In 1949 and 1950, the 26 Class 03.10 locomotives remaining with the Deutsche Bundesbahn were refurbished by Henschel in Kassel. The streamlined shells on all the locomotives were removed, mainly due to their poor condition. Externally, these engines can still be distinguished from the Class 03 by their still-recognisable steam dome, their cut-down smokebox door, the flat Erhebung of the superheater regulator, the air reservoirs, the missing front skirt, and the shape of the driver's cab and tender.
The locomotives were stationed in Dortmund, Ludwigshafen and Offenburg after their refurbishment. The three engines stabled at the locomotive depot or Bw Dortmund, numbers 03 1014, 03 1022 and 03 1043, were given a special steel blue livery in June 1950 for their boilers, cabs, and cylinder blocks. The smokebox and chimney remained painted black.

In 1952, the feedwater preheater was moved back to the area of the chimney on most of the locomotives and a circular smokebox door fitted.
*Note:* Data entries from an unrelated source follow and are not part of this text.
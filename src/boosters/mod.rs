use rand::Rng;

use crate::{
    cards::{Card, CardDatabase},
    error::{BoosterError, Res},
    sets::SetDatabase,
};

use self::{
    compose::{compose_default, compose_from_rules, Composition},
    ingest::{build_rule_book, FeedDocument},
    rules::{RuleBook, RuleStore},
};

mod compose;
pub mod handlers;
pub mod ingest;
pub mod rules;
mod sheets;
mod weighted;

#[derive(Clone, Debug, serde::Serialize)]
pub struct BoosterCard {
    #[serde(flatten)]
    pub card: Card,
    pub foil: bool,
}

impl BoosterCard {
    pub fn new(card: Card, foil: bool) -> Self {
        Self { card, foil }
    }
}

pub type Pack = Vec<BoosterCard>;

/// Everything needed to open boosters. The catalog and sets are fixed for the
/// life of the process; the rules can be rebuilt at any time.
pub struct BoosterGenerator {
    catalog: CardDatabase,
    sets: SetDatabase,
    rules: RuleStore,
}

impl BoosterGenerator {
    pub fn new(catalog: CardDatabase, sets: SetDatabase) -> Self {
        Self {
            catalog,
            sets,
            rules: RuleStore::new(RuleBook::default()),
        }
    }

    pub fn rules(&self) -> &RuleStore {
        &self.rules
    }

    /// Ingest a feed if its version differs from the current rules. Returns
    /// whether the rules were replaced.
    pub fn refresh_rules(&self, document: &FeedDocument) -> bool {
        if !self.rules.needs_refresh(&document.sha) {
            return false;
        }

        let book = build_rule_book(document, &self.sets, &self.catalog);
        tracing::info!("Built booster rules for {} sets.", book.size());
        self.rules.replace(book);
        true
    }

    /// Open a booster of the given set. Sets with booster rules follow them,
    /// and fall back to the default booster if the rules can't produce a pack.
    /// Only fails if the set doesn't exist.
    pub fn generate_booster<R: Rng + ?Sized>(&self, code: &str, rng: &mut R) -> Res<Pack> {
        let Some(set) = self.sets.get(code) else {
            return Err(BoosterError::UnknownSet(code.to_string()));
        };

        let book = self.rules.snapshot();
        let Some(rules) = book.get(&set.code) else {
            return Ok(compose_default(rng, set, &self.catalog));
        };

        match compose_from_rules(rng, rules, &self.catalog) {
            Composition::Pack(pack) => Ok(pack),
            Composition::NeedsFallback(e) => {
                tracing::warn!(
                    "Could not produce a booster of {}. Falling back to default booster. {e}",
                    set.code
                );
                Ok(compose_default(rng, set, &self.catalog))
            }
        }
    }
}
//! Client identity derivation for throttling.
//!
//! Identity comes from forwarded-address headers set by the fronting proxy:
//! the first `X-Forwarded-For` hop, else `X-Real-IP`, else the literal
//! `"unknown"`. This is a trust boundary: the value is client-spoofable, so
//! it groups requests for best-effort throttling and nothing more.

use axum::http::HeaderMap;

/// Identity every request from "unknown" clients shares one bucket under.
pub const UNKNOWN_CLIENT: &str = "unknown";

/// Derive the throttling identity for a request.
pub fn client_identity(headers: &HeaderMap) -> String {
    if let Some(forwarded) = headers.get("x-forwarded-for").and_then(|v| v.to_str().ok()) {
        if let Some(first) = forwarded.split(',').next() {
            let first = first.trim();
            if !first.is_empty() {
                return first.to_string();
            }
        }
    }

    if let Some(real_ip) = headers.get("x-real-ip").and_then(|v| v.to_str().ok()) {
        let real_ip = real_ip.trim();
        if !real_ip.is_empty() {
            return real_ip.to_string();
        }
    }

    UNKNOWN_CLIENT.to_string()
}
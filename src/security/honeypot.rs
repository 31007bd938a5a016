//! Honeypot field detection.
//!
//! The submission forms carry a decoy field (`website_url`) hidden from human
//! users via layout. Unsophisticated bots fill every field they find; a
//! non-empty value marks the submission as automated. The orchestrator masks
//! triggered submissions as successful so the bot operator gets no signal
//! that detection happened.

/// Returns true iff the decoy field is present and non-empty.
pub fn is_honeypot_triggered(value: Option<&str>) -> bool {
    value.is_some_and(|v| !v.is_empty())
}

#[cfg(test)]
mod tests {
    use super::*;

    #[test]
    fn absent_field_is_clean() {
        assert!(!is_honeypot_triggered(None));
    }

    #[test]
    fn empty_field_is_clean() {
        assert!(!is_honeypot_triggered(Some("")));
    }

    #[test]
    fn filled_field_triggers() {
        assert!(is_honeypot_triggered(Some("https://spam.example")));
    }

    #[test]
    fn whitespace_counts_as_filled() {
        // Real browsers never populate the hidden field at all; any content,
        // including whitespace, is a bot tell.
        assert!(is_honeypot_triggered(Some(" ")));
    }
}
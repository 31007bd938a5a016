//! Configuration loading from disk.

use std::fs;
use std::path::Path;

use crate::config::schema::GatewayConfig;
use crate::config::validation::{validate_config, ValidationError};

/// Error type for configuration loading.
#[derive(Debug, thiserror::Error)]
pub enum ConfigError {
    #[error("IO error: {0}")]
    Io(#[from] std::io::Error),
    #[error("Parse error: {0}")]
    Parse(#[from] toml::de::Error),
    #[error("Validation failed: {}", .0.iter().map(|e| e.to_string()).collect::<Vec<_>>().join(", "))]
    Validation(Vec<ValidationError>),
}

/// Load and validate configuration from a TOML file.
pub fn load_config(path: &Path) -> Result<GatewayConfig, ConfigError> {
    let content = fs::read_to_string(path)?;
    let config: GatewayConfig = toml::from_str(&content)?;

    validate_config(&config).map_err(ConfigError::Validation)?;

    Ok(config)
}
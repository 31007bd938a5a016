//! Process lifecycle: startup sequencing lives in `main`, shutdown here.

pub mod shutdown;

pub use shutdown::Shutdown;
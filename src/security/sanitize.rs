//! Free-text input sanitization.
//!
//! # Responsibilities
//! - Neutralize markup injection in user-supplied text before it is logged
//!   or handed to any downstream consumer
//! - Trim surrounding whitespace
//!
//! # Design Decisions
//! - Escape, don't strip: the original text stays recoverable
//! - Ampersand is replaced first so the entities introduced by the later
//!   substitutions are not double-escaped
//! - Not idempotent: a second pass double-escapes `&`. Callers sanitize
//!   exactly once, at ingress.

/// Escape the five HTML-significant characters and trim whitespace.
///
/// Total function: never fails, any input produces a sanitized output.
pub fn sanitize(input: &str) -> String {
    input
        .replace('&', "&amp;")
        .replace('<', "&lt;")
        .replace('>', "&gt;")
        .replace('"', "&quot;")
        .replace('\'', "&#x27;")
        .trim()
        .to_string()
}
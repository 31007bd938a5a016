//! Structured logging initialization.
//!
//! Uses the tracing crate; level is controlled by `RUST_LOG` with a debug
//! default for the gateway's own targets. JSON output for production is
//! selected via `observability.log_json`.

use tracing_subscriber::{layer::SubscriberExt, util::SubscriberInitExt, EnvFilter};

/// Install the global subscriber. Call once, before any spans are opened.
pub fn init_logging(json: bool) {
    let filter = EnvFilter::try_from_default_env()
        .unwrap_or_else(|_| "form_gateway=debug,tower_http=debug".into());

    let registry = tracing_subscriber::registry().with(filter);
    if json {
        registry
            .with(tracing_subscriber::fmt::layer().json())
            .init();
    } else {
        registry.with(tracing_subscriber::fmt::layer()).init();
    }
}
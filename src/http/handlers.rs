//! Endpoint orchestration for form submissions.
//!
//! Each submission walks an admission pipeline with terminal exits at every
//! step:
//!
//! ```text
//! received → rate_checked → parsed → honeypot_checked → token_checked
//!          → validated → accepted
//! ```
//!
//! Suspected-bot exits (honeypot, too-fast token) terminate with a *success*
//! response and no side effect, denying the operator feedback. Benign token
//! issues (absent, expired, malformed) pass through: a long-idle tab must
//! still be able to submit.

use axum::body::Bytes;
use axum::extract::State;
use axum::http::{HeaderMap, StatusCode};
use axum::response::{IntoResponse, Response};
use axum::Json;
use serde_json::json;

use crate::http::identity::client_identity;
use crate::http::response;
use crate::http::server::AppState;
use crate::observability::metrics;
use crate::security::rate_limit::RateLimitResult;
use crate::security::{is_honeypot_triggered, token, TokenVerdict};
use crate::submission::{ContactForm, ContactSubmission, NewsletterForm};

/// `POST /api/contact`: the full pipeline.
pub async fn submit_contact(
    State(state): State<AppState>,
    headers: HeaderMap,
    body: Bytes,
) -> Response {
    let client = client_identity(&headers);

    let rate = check_rate(&state, "contact", &client).await;
    if !rate.allowed {
        return response::rate_limited(rate.retry_after_secs());
    }

    let Ok(form) = serde_json::from_slice::<ContactForm>(&body) else {
        return response::invalid_body();
    };

    if is_honeypot_triggered(form.honeypot.as_deref()) {
        tracing::info!(client = %client, "Honeypot triggered, masking as success");
        metrics::record_bot_masked("honeypot");
        return response::success();
    }

    if let Some(tok) = form.token.as_deref() {
        let verdict = token::validate(tok, state.config.token.min_age(), state.config.token.max_age());
        if verdict == TokenVerdict::SubmittedTooFast {
            tracing::info!(client = %client, "Form submitted too fast, masking as success");
            metrics::record_bot_masked("token_too_fast");
            return response::success();
        }
        // Expired and malformed tokens are benign: proceed.
    }

    let submission = match form.validate() {
        Ok(submission) => submission,
        Err(e) => {
            tracing::debug!(client = %client, error = %e, "Contact validation failed");
            metrics::record_rejected("contact");
            return response::error(StatusCode::BAD_REQUEST, &e.to_string());
        }
    };

    record_contact(&submission, &client);
    metrics::record_submission("contact");
    response::success()
}

/// `POST /api/newsletter`: reduced pipeline, no honeypot or token step.
pub async fn subscribe_newsletter(
    State(state): State<AppState>,
    headers: HeaderMap,
    body: Bytes,
) -> Response {
    let client = client_identity(&headers);

    let rate = check_rate(&state, "newsletter", &client).await;
    if !rate.allowed {
        return response::rate_limited(rate.retry_after_secs());
    }

    let Ok(form) = serde_json::from_slice::<NewsletterForm>(&body) else {
        return response::invalid_body();
    };

    let subscription = match form.validate() {
        Ok(subscription) => subscription,
        Err(e) => {
            metrics::record_rejected("newsletter");
            return response::error(StatusCode::BAD_REQUEST, &e.to_string());
        }
    };

    tracing::info!(
        email = %subscription.email,
        client = %client,
        "Newsletter subscription received"
    );
    metrics::record_submission("newsletter");
    response::success()
}

/// `GET /api/form-token`: mint a token for clients that render forms
/// outside the browser page that would normally generate one.
pub async fn issue_form_token() -> Response {
    Json(json!({ "token": token::issue() })).into_response()
}

/// `GET /healthz`: liveness probe.
pub async fn health() -> Response {
    Json(json!({ "status": "ok" })).into_response()
}

/// Run the admission gate for an endpoint and log denials.
async fn check_rate(state: &AppState, endpoint: &'static str, client: &str) -> RateLimitResult {
    let limit = match endpoint {
        "newsletter" => state.config.rate_limit.newsletter,
        _ => state.config.rate_limit.contact,
    };
    let key = format!("{endpoint}:{client}");
    let result = state
        .rate_limiter
        .check(&key, limit.max_requests, limit.window())
        .await;

    if !result.allowed {
        tracing::warn!(client = %client, endpoint, "Rate limit exceeded");
        metrics::record_rate_limited(endpoint);
    }
    result
}

/// Record an accepted submission. Forwarding to the CRM is a future
/// integration; until then the structured log is the system of record.
fn record_contact(submission: &ContactSubmission, client: &str) {
    let preview: String = submission.message.chars().take(100).collect();
    tracing::info!(
        submission_id = %uuid::Uuid::new_v4(),
        name = %submission.name,
        email = %submission.email,
        phone = submission.phone.as_deref().unwrap_or(""),
        subject = %submission.subject,
        message = %preview,
        client = %client,
        "Contact submission received"
    );
}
At the general inspection in 1954, 03 1014, 03 1022 and 03 1043 lost their steel blue livery again.

Because major signs of aging appeared on the boilers, the firm of Krupp was given the task of replacing them with welded boilers which had a combustion chamber. In addition the locomotives were given newly designed tenders with covers and supply equipment. Both were installed in the repair shop (Ausbesserungswerk or AW) in Brunswick between 1957 and 1961. In autumn 1958, all 26 engines were rehomed to Bw Hagen-Eckesey, after some had previously been based in Hamburg-Altona and Paderborn. These were numbers 03 1001, 1004, 1008, 1009, 1011–1014, 1016, 1017, 1021, 1022, 1043, 1045, 1049–1051, 1054–1056, 1060, 1073, 1076, 1081, 1082 and 1084. Between November 1965 and September 1966, all Class 03.10 locomotives were withdrawn, retired and scrapped.

== Surviving locomotives ==
The former no. 03 1010 is a museum locomotive retained as part of the DB fleet. It is homed in the former railway depot of Halle P (DB Museum, Halle (Saale)), maintained by the Railway Social Work Foundation (BSW) Group, Traditionsgemeinschaft Bw Halle P BSW, and supported financially by the Society for the Preservation of Schnellzugdampflok 03 1010 Following its main inspection in 2011 by the Meiningen Steam Locomotive Works, they use it to haul railway specials throughout Germany.

The non-operational, oil-fired no. 03 1090 has also been preserved as a museum locomotive. It, too, is owned by DB. It is on loan to the Mecklenburg Railway and Technology Museum, located in the former shed at Schwerin Central Station.

The streamlined 03 1015 is today owned by the PKP and is on display as a non-operational exhibit in the Warsaw Railway Museum.